A time-of-check to time-of-use (TOCTOU) flaw exists in the name-based admin role checks of Keycloak [1][2]. An authenticated administrator holding the manage-clients role can trigger a race condition that bypasses the intended permission verification, allowing the attacker to gain the realm-admin composite role. The vulnerability persists even after the attacker's own manage-clients permissions are revoked and survives system reboots. The precise affected versions are not publicly specified in the available references; however, the flaw was reported in May 2026 [1][2].

Exploitation

The attacker must have an authenticated Keycloak administrative session with the manage-clients role [1][2]. Exploitation exploits a TOCTOU race window between the time a role is checked by name and the time it is used for authorization.

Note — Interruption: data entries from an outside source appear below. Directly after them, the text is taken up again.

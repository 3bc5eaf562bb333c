use super::*;

#[test]
fn defaults_are_sensible_without_any_sources() {
    let settings = Settings::from_raw(RawSettings::default()).expect("valid settings");

    assert_eq!(settings.storage.data_dir, PathBuf::from("data"));
    assert_eq!(settings.storage.key, "cifra-blog-posts");
    assert!(!settings.storage.detached);
    assert_eq!(settings.logging.level, LevelFilter::INFO);
    assert!(matches!(settings.logging.format, LogFormat::Compact));
}

#[test]
fn cli_overrides_take_highest_precedence() {
    let mut raw = RawSettings::default();
    raw.storage.data_dir = Some(PathBuf::from("/srv/from-file"));
    raw.logging.level = Some("info".to_string());

    let overrides = GlobalOverrides {
        data_dir: Some(PathBuf::from("/srv/from-cli")),
        log_level: Some("debug".to_string()),
        ..Default::default()
    };

    raw.apply_overrides(&overrides);
    let settings = Settings::from_raw(raw).expect("valid settings");

    assert_eq!(settings.storage.data_dir, PathBuf::from("/srv/from-cli"));
    assert_eq!(settings.logging.level, LevelFilter::DEBUG);
}

#[test]
fn cli_json_logging_enforces_format() {
    let mut raw = RawSettings::default();
    let overrides = GlobalOverrides {
        log_json: Some(true),
        ..Default::default()
    };

    raw.apply_overrides(&overrides);
    let settings = Settings::from_raw(raw).expect("valid settings");

    assert!(matches!(settings.logging.format, LogFormat::Json));
}

#[test]
fn detached_flag_survives_into_settings() {
    let mut raw = RawSettings::default();
    let overrides = GlobalOverrides {
        detached: true,
        ..Default::default()
    };

    raw.apply_overrides(&overrides);
    let settings = Settings::from_raw(raw).expect("valid settings");
    assert!(settings.storage.detached);
}

#[test]
fn invalid_log_level_is_rejected() {
    let mut raw = RawSettings::default();
    raw.logging.level = Some("shouting".to_string());

    let error = Settings::from_raw(raw).expect_err("invalid level");
    assert!(matches!(error, SettingsError::InvalidLogLevel { .. }));
}

#[test]
fn blank_storage_key_is_rejected() {
    let mut raw = RawSettings::default();
    raw.storage.key = Some("   ".to_string());

    let error = Settings::from_raw(raw).expect_err("blank key");
    assert!(matches!(error, SettingsError::EmptyStorageKey));
}

#[test]
fn default_command_is_absent_and_list_parses_filters() {
    let args = CliArgs::parse_from(["cifra"]);
    assert!(args.command.is_none());

    let args = CliArgs::parse_from([
        "cifra", "list", "--tag", "security", "--search", "zero-day", "--json",
    ]);
    match args.command.expect("list command") {
        Command::List(list) => {
            assert_eq!(list.tag.as_deref(), Some("security"));
            assert_eq!(list.search.as_deref(), Some("zero-day"));
            assert!(list.json);
        }
        _ => panic!("wrong command parsed"),
    }
}

#[test]
fn parse_write_arguments_with_repeated_tags() {
    let args = CliArgs::parse_from([
        "cifra",
        "--data-dir",
        "/tmp/cifra-data",
        "write",
        "--title",
        "Logging the Quiet Way",
        "--content-file",
        "post.md",
        "--tag",
        "logging",
        "--tag",
        "rust",
        "--date",
        "2026-08-06",
    ]);

    assert_eq!(
        args.overrides.data_dir.as_deref(),
        Some(Path::new("/tmp/cifra-data"))
    );
    match args.command.expect("write command") {
        Command::Write(write) => {
            assert_eq!(write.title, "Logging the Quiet Way");
            assert_eq!(write.content_file.as_deref(), Some(Path::new("post.md")));
            assert_eq!(write.tags, vec!["logging".to_string(), "rust".to_string()]);
            assert_eq!(write.date.as_deref(), Some("2026-08-06"));
            assert!(!write.json);
        }
        _ => panic!("wrong command parsed"),
    }
}

#[test]
fn parse_show_and_delete_arguments() {
    let args = CliArgs::parse_from(["cifra", "show", "ransomware-defense-strategies"]);
    match args.command.expect("show command") {
        Command::Show(show) => {
            assert_eq!(show.slug, "ransomware-defense-strategies");
            assert!(!show.json);
        }
        _ => panic!("wrong command parsed"),
    }

    let args = CliArgs::parse_from(["cifra", "delete", "4"]);
    match args.command.expect("delete command") {
        Command::Delete(delete) => assert_eq!(delete.id, "4"),
        _ => panic!("wrong command parsed"),
    }
}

The attacker likely manipulates client-related operations to trigger this race, resulting in the assignment of the realm-admin role. No further user interaction or network position beyond the admin console is required [2].

Impact

Successful exploitation escalates the attacker's privileges from a limited manage-clients administrator to realm-admin for all users within the same realm [1][2]. This grants extensive control over the Keycloak realm, including the ability to manage users, roles, clients, and authentication flows—effectively compromising the entire realm's confidentiality, integrity, and availability.

Mitigation

As of the publication date (2026-05-28), no patch or fixed version has been released [1][2]. Red Hat has acknowledged the vulnerability (Bugzilla 2482464) but has not yet provided a mitigation or workaround. Administrators should monitor Red Hat's security advisories for an upcoming update. There is no known inclusion in CISA's Known Exploited Vulnerabilities (KEV) catalog for this CVE.